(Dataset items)
□ □ □ □

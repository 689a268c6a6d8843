//! Conversions from third-party error types.

use super::types::RelayError;

impl From<reqwest::Error> for RelayError {
    fn from(err: reqwest::Error) -> Self {
        if err.is_timeout() {
            Self::TimeoutError(err.to_string())
        } else if let Some(status) = err.status() {
            Self::api_error(status.as_u16(), err.to_string())
        } else {
            Self::HttpError(err.to_string())
        }
    }
}

impl From<serde_json::Error> for RelayError {
    fn from(err: serde_json::Error) -> Self {
        Self::ParseError(err.to_string())
    }
}

impl From<std::io::Error> for RelayError {
    fn from(err: std::io::Error) -> Self {
        Self::InternalError(format!("I/O error: {err}"))
    }
}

□ □ □ □

Problem to solve: In the records above, copy exactly the lines from the one that contains "impl From<serde_json::Error> for" through the last, and nothing else.

Reply to the task:
impl From<serde_json::Error> for RelayError {
    fn from(err: serde_json::Error) -> Self {
        Self::ParseError(err.to_string())
    }
}

impl From<std::io::Error> for RelayError {
    fn from(err: std::io::Error) -> Self {
        Self::InternalError(format!("I/O error: {err}"))
    }
}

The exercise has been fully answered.